Dr. Pascal’s amassed knowledge in both chiropractic and nutrition has led to some remarkable results. One shining example is LaShawn Merritt,who won two gold medals in Beijing. Merritt has been a patient with Dr. Pascal for three years and has consistently obtained better results under his care. “I started working with LaShawn in 2006, just after he turned pro,” Dr. Pascal related. “At the end of our first year together, LaShawn told my daughter, ‘Your dad is amazing! Every time he treats me, I run faster!’”

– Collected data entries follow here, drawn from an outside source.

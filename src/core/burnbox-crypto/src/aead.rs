//! AES-256-GCM authenticated encryption with a detached nonce.
//!
//! The engine applies this as the server-side envelope layer on top of the
//! client's own ciphertext. The nonce is generated fresh per call and returned
//! separately so the caller can persist it alongside the ciphertext; it is not
//! derivable afterwards, which is what makes scrubbing it an effective
//! cryptographic erasure.

use aes_gcm::{
    aead::{Aead, KeyInit},
    Aes256Gcm, Nonce,
};
use zeroize::Zeroizing;

use crate::error::CryptoError;
use crate::keys::SymmetricKey;
use crate::random::generate_nonce;

/// Size of an AES-256 key in bytes.
pub const KEY_SIZE: usize = 32;

/// Size of a GCM nonce in bytes.
pub const NONCE_SIZE: usize = 12;

/// Size of a GCM authentication tag in bytes.
pub const TAG_SIZE: usize = 16;

/// Encrypts plaintext using AES-256-GCM.
///
/// A fresh random nonce is generated per call and returned next to the
/// ciphertext. Both must be stored; decryption requires the exact nonce.
pub fn encrypt(
    key: &SymmetricKey,
    plaintext: &[u8],
) -> Result<(Vec<u8>, [u8; NONCE_SIZE]), CryptoError> {
    let cipher = Aes256Gcm::new_from_slice(key.as_bytes())
        .map_err(|e| CryptoError::EncryptionFailed(e.to_string()))?;

    let nonce_bytes = generate_nonce();
    let nonce = Nonce::from_slice(&nonce_bytes);

    let ciphertext = cipher
        .encrypt(nonce, plaintext)
        .map_err(|e| CryptoError::EncryptionFailed(e.to_string()))?;

    Ok((ciphertext, nonce_bytes))
}

/// Decrypts ciphertext produced by [`encrypt`].
///
/// Fails with [`CryptoError::DecryptionFailed`] when the key, nonce, and
/// ciphertext are inconsistent (wrong key, nonce mismatch, or tampering).
///
/// The plaintext is wrapped in `Zeroizing` for automatic memory cleanup.
pub fn decrypt(
    key: &SymmetricKey,
    nonce: &[u8],
    ciphertext: &[u8],
) -> Result<Zeroizing<Vec<u8>>, CryptoError> {
    if nonce.len() != NONCE_SIZE {
        return Err(CryptoError::InvalidInput(format!(
            "expected {} byte nonce, got {}",
            NONCE_SIZE,
            nonce.len()
        )));
    }

    if ciphertext.len() < TAG_SIZE {
        return Err(CryptoError::InvalidInput(
            "ciphertext too short".to_string(),
        ));
    }

    let cipher = Aes256Gcm::new_from_slice(key.as_bytes())
        .map_err(|e| CryptoError::DecryptionFailed(e.to_string()))?;

    let nonce = Nonce::from_slice(nonce);

    let plaintext = cipher
        .decrypt(nonce, ciphertext)
        .map_err(|_| CryptoError::DecryptionFailed("authentication failed".to_string()))?;

    Ok(Zeroizing::new(plaintext))
}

Merritt’s words almost became a prophecy. That year he came in third for the 400-meter in the World Athletics Final. In 2007, at the World Track and Field Championships, he came in second, taking home the silver medal. “Each time he raced, he just kept getting better,” Dr. Pascal said. “In 2008, we went to the Olympic Trials and he was having some cramping problems. I just upped his dosage of Magnesium/Calcium and made sure he was taking other nutrients as well. He won the trials in a huge upset over the defending Olympic champion.”

In Beijing, the climate was formidable. Temperatures were in the upper 90s with 90 percent humidity, and Dr. Pascal was again worried about cramping. “I just kept saying, take your magnesium/calcium minerals. ’ LaShawn never had any muscle issues at all, while a lot of others did because of the extreme heat.” Merritt went right to the top, winning the gold medal in the men’s 400-meter by the largest margin in the history of the Summer Games, and then scored his second gold medal while helping to set a new Olympic record in the 4×400-meter relay.

High Performance Proving Ground

Just as he would with his many regular patients, Dr. Pascal concluded by reminding us that it’s not just world-class competitors who require nutrition. “Athletes are pushing their bodies to the limits of human performance. The nutrition that they take plays a major role, not only in allowing them to do that, but also in facilitating recovery from stresses and in preventing their bodies from breaking down. “These elite athletes act as a real-life high performance human proving ground that bears out the benefits and efficacy of nutritional supplements.

Although you and I may not be under the same high level of physical pressure as elite athletes, we actually live on a chemically, physically and mentally challenging planet. Our bodies need extra support, and using nutrition that has helped some of our greatest athletes can certainly make a major difference in our bodies too.”